The nurse scans bar-codes on the patient’s wristband and on the medication – if there is a match, the patient’s electronic record automatically records that the medication was administered. If there is a mismatch, however, a warning is sent out by the system.

The system, called bar-code electronic medication-administration system (bar-code eMAR), uses the wristbands the patients wear to double-check the medication’s dose and timing before it’s administered. The nurse scans bar-codes on the patient’s wristband and on the medication – if there is a match, the patient’s electronic record automatically records that the medication was administered. If there is a mismatch, however, a warning is sent out by the system.

The research team observed 6,723 medications administered before and 7,318 after the system was implemented. They classified errors as being nontiming- or timing-related. Nontiming errors, as one might guess, were all errors that did not have to do with the timing of the medication – for example, administering the wrong medication, wrong dose, or using the wrong method of administration, fell into this category.

Before the bar-code eMAR system, the researchers found that the nontiming error rate was 11.5%. After the system was implemented the error rate fell to 6.8%, which represents a reduction of 41%. The researchers also monitored how many “potentially adverse drug events,” ranging from significant to serious, were made before and after implementation of the system: the number of these errors fell from 3.1% to 1.6%, which is a 51% drop.
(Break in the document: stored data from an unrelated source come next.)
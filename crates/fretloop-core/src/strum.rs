//! Eighth-note strum patterns and the genre table

use std::fmt;
use std::str::FromStr;

use serde::{Deserialize, Serialize};

use crate::error::{FretloopError, Result};

/// Eighth-note slots per 4/4 bar
pub const SLOTS_PER_BAR: usize = 8;

/// Pick direction across the strings
#[derive(Debug, Clone, Copy, PartialEq, Eq, Default, Serialize, Deserialize)]
pub enum StrumDirection {
    /// Low E to high E
    #[default]
    Down,
    /// High E to low E
    Up,
}

/// One eighth-note position of a strum pattern
#[derive(Debug, Clone, Copy, PartialEq, Eq, Serialize, Deserialize)]
pub enum StrumSlot {
    #[serde(rename = "D")]
    Down,
    #[serde(rename = "U")]
    Up,
    #[serde(rename = "A")]
    Accent,
    #[serde(rename = "x")]
    Ghost,
    #[serde(rename = "-")]
    Rest,
}

impl StrumSlot {
    pub fn is_active(&self) -> bool {
        !matches!(self, Self::Rest)
    }

    /// Strum velocity for active slots
    pub fn velocity(&self) -> Option<f64> {
        match self {
            Self::Accent => Some(1.2),
            Self::Down => Some(0.85),
            Self::Up => Some(0.75),
            Self::Ghost => Some(0.3),
            Self::Rest => None,
        }
    }

    pub fn direction(&self) -> StrumDirection {
        match self {
            Self::Up => StrumDirection::Up,
            _ => StrumDirection::Down,
        }
    }

    /// Ghost strokes are muted, percussive hits
    pub fn is_muted(&self) -> bool {
        matches!(self, Self::Ghost)
    }

    pub fn as_char(&self) -> char {
        match self {
            Self::Down => 'D',
            Self::Up => 'U',
            Self::Accent => 'A',
            Self::Ghost => 'x',
            Self::Rest => '-',
        }
    }
}

impl TryFrom<char> for StrumSlot {
    type Error = FretloopError;

    fn try_from(c: char) -> Result<Self> {
        match c {
            'D' => Ok(Self::Down),
            'U' => Ok(Self::Up),
            'A' => Ok(Self::Accent),
            'x' | 'X' => Ok(Self::Ghost),
            '-' => Ok(Self::Rest),
            other => Err(FretloopError::UnknownSlot(other)),
        }
    }
}

/// Eight slots, one bar at eighth-note resolution: `[1, &, 2, &, 3, &, 4, &]`
#[derive(Debug, Clone, Copy, PartialEq, Eq, Serialize, Deserialize)]
pub struct StrumPattern([StrumSlot; SLOTS_PER_BAR]);

impl StrumPattern {
    pub const fn new(slots: [StrumSlot; SLOTS_PER_BAR]) -> Self {
        Self(slots)
    }

    /// Slot at a bar position; the index wraps modulo 8
    pub fn slot(&self, slot_in_bar: usize) -> StrumSlot {
        self.0[slot_in_bar % SLOTS_PER_BAR]
    }

    pub fn slots(&self) -> &[StrumSlot; SLOTS_PER_BAR] {
        &self.0
    }

    pub fn active_count(&self) -> usize {
        self.0.iter().filter(|s| s.is_active()).count()
    }
}

impl FromStr for StrumPattern {
    type Err = FretloopError;

    fn from_str(s: &str) -> Result<Self> {
        let chars: Vec<char> = s.chars().filter(|c| !c.is_whitespace()).collect();
        if chars.len() != SLOTS_PER_BAR {
            return Err(FretloopError::PatternLength(chars.len()));
        }
        let mut slots = [StrumSlot::Rest; SLOTS_PER_BAR];
        for (slot, c) in slots.iter_mut().zip(chars) {
            *slot = StrumSlot::try_from(c)?;
        }
        Ok(Self(slots))
    }
}

impl fmt::Display for StrumPattern {
    fn fmt(&self, f: &mut fmt::Formatter<'_>) -> fmt::Result {
        for slot in &self.0 {
            write!(f, "{}", slot.as_char())?;
        }
        Ok(())
    }
}

// ============================================================================
// Genre table
// ============================================================================

use StrumSlot::{Accent as A, Down as D, Ghost as G, Rest as R, Up as U};

/// Genre name -> pattern. Genre strings match `PresetProgression::genre`.
pub const GENRE_STRUM_PATTERNS: [(&str, StrumPattern); 5] = [
    // Missing downstroke on 3 gives the campfire syncopation
    ("Pop/Rock", StrumPattern::new([D, R, D, U, R, U, D, U])),
    ("Blues", StrumPattern::new([A, R, D, G, A, R, D, U])),
    ("Jazz", StrumPattern::new([D, R, G, U, R, R, D, R])),
    ("Pop-Punk", StrumPattern::new([A, D, A, D, A, D, A, D])),
    ("Folk/Country", StrumPattern::new([A, R, D, U, D, R, D, U])),
];

/// Quarter-note downstrokes for genres without their own pattern
pub const DEFAULT_STRUM_PATTERN: StrumPattern = StrumPattern::new([D, R, D, R, D, R, D, R]);

pub fn strum_pattern_for_genre(genre: &str) -> StrumPattern {
    GENRE_STRUM_PATTERNS
        .iter()
        .find(|(name, _)| *name == genre)
        .map(|(_, pattern)| *pattern)
        .unwrap_or(DEFAULT_STRUM_PATTERN)
}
The number of potentially fatal errors did not change significantly after the system was administered.

Errors due to timing also fell, but not so drastically: before use of the bar-code eMAR, the rate was 16.7% and after its implementation the number was 12.2%, which translates into a 27% drop.
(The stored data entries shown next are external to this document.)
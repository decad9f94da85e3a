//! Offline rendering of a progression to a WAV file.
//!
//! Runs the same transport, synths and renderer as live playback, but
//! drives the clock from the render loop instead of a device, with seeded
//! humanization so a render is reproducible.

use std::path::{Path, PathBuf};
use std::sync::Arc;

use fretloop_core::{
    draw_channel, FretloopError, HumanizeParams, PlaybackCallbacks, RhythmSection,
    ScheduledProgression, SharedClock, StrumPattern, TickClock, Transport, COUNT_IN_BEATS,
};
use hound::{SampleFormat, WavSpec, WavWriter};
use thiserror::Error;
use tracing::info;

use crate::renderer::{trigger_channel, RhythmRenderer};
use crate::synths::{DrumSynth, GuitarSynth, Metronome};

/// Silence after the last bar so the final strum rings out
const TAIL_SECONDS: f64 = 1.5;
const BLOCK_SIZE: usize = 512;

#[derive(Debug, Error)]
pub enum RenderError {
    #[error(transparent)]
    Core(#[from] FretloopError),
    #[error("WAV error: {0}")]
    Wav(#[from] hound::Error),
    #[error("Nothing to render: bar count is zero")]
    NoBars,
}

pub type Result<T> = std::result::Result<T, RenderError>;

#[derive(Debug, Clone)]
pub struct RenderSettings {
    pub bpm: f64,
    pub sample_rate: u32,
    pub metronome_enabled: bool,
    pub drums_muted: bool,
    pub master_volume_db: f64,
    /// Seed for strum humanization and instrument noise
    pub seed: u64,
}

impl Default for RenderSettings {
    fn default() -> Self {
        Self {
            bpm: 120.0,
            sample_rate: 48_000,
            metronome_enabled: false,
            drums_muted: false,
            master_volume_db: 0.0,
            seed: 0x5eed,
        }
    }
}

#[derive(Debug, Clone)]
pub struct RenderSummary {
    pub path: PathBuf,
    pub frames: usize,
    pub seconds: f64,
    pub peak: f32,
}

/// Render the count-in plus `bars` bars of the looped progression, then a
/// short tail, as mono samples
pub fn render_progression(
    progression: ScheduledProgression,
    pattern: StrumPattern,
    settings: &RenderSettings,
    bars: u32,
) -> Result<Vec<f32>> {
    if bars == 0 {
        return Err(RenderError::NoBars);
    }

    // No UI in an offline render: the draw queue is dropped and jobs are discarded
    let (draw, _) = draw_channel();
    let clock = SharedClock::new(TickClock::new(settings.bpm, draw));
    let mut transport = Transport::new(clock.clone());
    transport.set_tempo(settings.bpm)?;

    let (tx, rx) = trigger_channel();
    let mut renderer = RhythmRenderer::new(settings.sample_rate, rx, settings.seed);
    renderer.set_master_db(settings.master_volume_db);

    let guitar = Arc::new(GuitarSynth::with_humanize(
        tx.clone(),
        HumanizeParams::default(),
        settings.seed,
    ));
    let drums = Arc::new(DrumSynth::new(tx.clone()));
    drums.set_muted(settings.drums_muted);
    let metronome = Arc::new(Metronome::new(tx));
    metronome.set_enabled(settings.metronome_enabled);

    transport.schedule_progression(
        progression,
        pattern,
        PlaybackCallbacks::new(),
        RhythmSection::new(guitar, drums, metronome),
    );
    transport.resume();

    let sr = settings.sample_rate as f64;
    let seconds_per_beat = 60.0 / settings.bpm;
    let music_end = (COUNT_IN_BEATS as f64 + bars as f64 * 4.0) * seconds_per_beat;
    let total_frames = ((music_end + TAIL_SECONDS) * sr).ceil() as usize;

    let mut samples = vec![0.0f32; total_frames];
    let mut rendered = 0;
    for block in samples.chunks_mut(BLOCK_SIZE) {
        let block_start = rendered as f64 / sr;
        let block_end = (rendered + block.len()) as f64 / sr;

        // Events exactly at music_end belong to the next, unrendered bar
        clock.advance_to(block_end.min(music_end));
        if block_end >= music_end && transport.has_schedule() {
            transport.clear();
        }

        renderer.render(block, block_start);
        rendered += block.len();
    }

    Ok(samples)
}

/// Render and write a 32-bit float mono WAV
pub fn render_progression_to_wav(
    path: impl AsRef<Path>,
    progression: ScheduledProgression,
    pattern: StrumPattern,
    settings: &RenderSettings,
    bars: u32,
) -> Result<RenderSummary> {
    let path = path.as_ref();
    let samples = render_progression(progression, pattern, settings, bars)?;

    let spec = WavSpec {
        channels: 1,
        sample_rate: settings.sample_rate,
        bits_per_sample: 32,
        sample_format: SampleFormat::Float,
    };
    let mut writer = WavWriter::create(path, spec)?;
    for &sample in &samples {
        writer.write_sample(sample)?;
    }
    writer.finalize()?;

    let peak = samples.iter().fold(0.0f32, |m, s| m.max(s.abs()));
    let summary = RenderSummary {
        path: path.to_path_buf(),
        frames: samples.len(),
        seconds: samples.len() as f64 / settings.sample_rate as f64,
        peak,
    };
    info!(
        path = %path.display(),
        frames = summary.frames,
        seconds = summary.seconds,
        peak,
        "Rendered progression"
    );
    Ok(summary)
}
The authors conclude that “[u]se of the bar-code eMAR substantially reduced the rate of errors in order transcription and in medication administration as well as potential adverse drug events, although it did not eliminate such errors. Our data show that the bar-code eMAR is an important intervention to improve medication safety.”

The researchers write that in their hospital alone, approximately 5.9 million doses are administered every year – and based on the study’s findings, the bar-code eMAR system could lead to a reduction of 95,000 potentially adverse medication errors per year. Hopefully more hospitals will jump onboard with the system as they become aware of its existence and effectiveness.